When you are more mindful in a relationship, you become aware of how difficult it is to stay vulnerable when there is so much anxiety. Additionally, you discover that without a conscious commitment to staying emotionally present in the relationship no matter what arises, there's a tendency to abandon love and trust when either of you makes a mistake, diminishing the chance that you will ever grow closer together.

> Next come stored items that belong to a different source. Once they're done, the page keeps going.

//! Common types and utilities shared across factcheck crates.
//!
//! This crate defines the shared error type, the configuration sections that
//! several crates consume, and observability helpers. It is intentionally
//! lightweight so that every crate can depend on it without introducing heavy
//! transitive costs.
//!
//! # Overview
//!
//! - [`GatewayConfig`]: where and how to reach the model gateway
//! - [`VerificationConfig`]: model id and acceptance thresholds for a run
//! - [`FetchConfig`]: page fetch tuning
//! - [`observability`]: Centralised tracing/logging initialisation
//! - [`FactcheckError`] and [`Result`]: Shared error handling
//!
//! # Examples
//!
//! ```rust
//! use factcheck_common::VerificationConfig;
//!
//! let cfg = VerificationConfig::default();
//! assert_eq!(cfg.credibility_min, 0.7);
//! assert_eq!(cfg.recency_window_months, 3);
//! ```
use serde::{Deserialize, Serialize};
use std::time::Duration;

pub mod observability;

pub const DEFAULT_GATEWAY_ENDPOINT: &str = "https://api.openai.com/v1/chat/completions";
pub const DEFAULT_VERIFICATION_MODEL: &str = "claude-3.5-sonnet";

/// Connection settings for the OpenAI-compatible chat-completions gateway.
#[derive(Debug, Clone, PartialEq, Serialize, Deserialize)]
#[serde(default)]
pub struct GatewayConfig {
    /// Full URL of the chat-completions endpoint.
    pub endpoint: String,
    /// Bearer token. Optional at load time, required to build a client.
    #[serde(skip_serializing_if = "Option::is_none")]
    pub api_key: Option<String>,
    /// Per-call timeout in seconds.
    pub timeout_secs: u64,
    /// Retries on 429/5xx/transport errors. Zero keeps calls single-shot.
    pub max_retries: usize,
}

impl Default for GatewayConfig {
    fn default() -> Self {
        Self {
            endpoint: DEFAULT_GATEWAY_ENDPOINT.to_string(),
            api_key: None,
            timeout_secs: 30,
            max_retries: 0,
        }
    }
}

impl GatewayConfig {
    pub fn timeout(&self) -> Duration {
        Duration::from_secs(self.timeout_secs.max(1))
    }
}

/// Policy knobs injected into the verification orchestrator.
///
/// Credibility is accepted inclusively (`score >= credibility_min`); the
/// three single-shot checks require a confidence strictly above their
/// minimum.
#[derive(Debug, Clone, PartialEq, Serialize, Deserialize)]
#[serde(default)]
pub struct VerificationConfig {
    pub model: String,
    pub credibility_min: f64,
    pub semantic_confidence_min: f64,
    pub cross_reference_confidence_min: f64,
    pub recency_confidence_min: f64,
    pub recency_window_months: u32,
    /// Upper bound on credibility assessments in flight at once.
    pub max_concurrent_assessments: usize,
    /// Deadline for a whole run. `None` means no deadline.
    #[serde(skip_serializing_if = "Option::is_none")]
    pub run_deadline_secs: Option<u64>,
}

impl Default for VerificationConfig {
    fn default() -> Self {
        Self {
            model: DEFAULT_VERIFICATION_MODEL.to_string(),
            credibility_min: 0.7,
            semantic_confidence_min: 0.8,
            cross_reference_confidence_min: 0.8,
            recency_confidence_min: 0.8,
            recency_window_months: 3,
            max_concurrent_assessments: 4,
            run_deadline_secs: None,
        }
    }
}

impl VerificationConfig {
    pub fn run_deadline(&self) -> Option<Duration> {
        self.run_deadline_secs.map(Duration::from_secs)
    }

    /// Fan-out width, never below one.
    pub fn assessment_concurrency(&self) -> usize {
        self.max_concurrent_assessments.max(1)
    }
}

/// Page fetch tuning.
#[derive(Debug, Clone, PartialEq, Serialize, Deserialize)]
#[serde(default)]
pub struct FetchConfig {
    pub timeout_secs: u64,
    pub user_agent: String,
}

impl Default for FetchConfig {
    fn default() -> Self {
        Self {
            timeout_secs: 15,
            user_agent: "Mozilla/5.0 (Windows NT 10.0; Win64; x64) AppleWebKit/537.36 (KHTML, like Gecko) Chrome/91.0.4472.124 Safari/537.36".to_string(),
        }
    }
}

/// Error types used across the factcheck workspace.
#[derive(thiserror::Error, Debug)]
pub enum FactcheckError {
    /// The model gateway answered with a non-success status.
    #[error("Gateway error: {status} {status_text}: {message}")]
    Gateway {
        status: u16,
        status_text: String,
        message: String,
    },

    /// The request never produced a response.
    #[error("Network error: {0}")]
    Network(String),

    /// A response arrived but did not have the expected shape.
    #[error("Decode error: {0}")]
    Decode(String),

    /// The model reply contained no parseable JSON object.
    #[error("Unparseable model reply during {step}")]
    Unparseable { step: &'static str },

    /// Configuration was incomplete or invalid.
    #[error("Configuration error: {0}")]
    Config(String),

    /// Operation exceeded the configured timeout.
    #[error("Timeout occurred")]
    Timeout,
}

/// Convenient alias for results that use [`FactcheckError`].
pub type Result<T> = std::result::Result<T, FactcheckError>;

Relationships inevitably involve feeling vulnerable, fearful, uncertain, and disappointed - how else could it be? Yet the untrained mind is not equipped to maintain equanimity, let alone compassion and loving-kindness, in the face of these difficulties. There is also the tendency to want, even expect, your love relationship to heal your childhood wounds, to be a source of unconditional love and endless praise to help you overcome self-loathing, or to rescue you from your boredom and unhappiness or from your lack of purpose. Being more grounded in your spiritual practice provides the strength and awareness to cope with all of these problems. Worked with mindfully, relationships become a vessel to help you travel deeper into yourself and, in time, to become more self-contained and less fearful or needy.
Unhealthy Relationships
It is imperative, however, that you be able to make the distinction between a relationship that is healthy and one that is unhealthy at its core. Basically, in an unhealthy relationship, your sense of an open, vulnerable self is ravaged and your connection to Spirit is suppressed, as is your spontaneity. You have no sense of possibility for inner development and feel shut off from the joy of life. These unhealthy conditions may arise because of abusive psychological, emotional, or physical factors or because of strong incompatibility that offers no possibility of negotiation. The relationship deadens Spirit; you feel lifeless inside. Your partner might be the one at fault, or you, or both, either because of personal wounds or because the two of you are simply mismatched. If you repeatedly experience the relationship as having an unhealthy core, ending it may be the wise and compassionate course of action.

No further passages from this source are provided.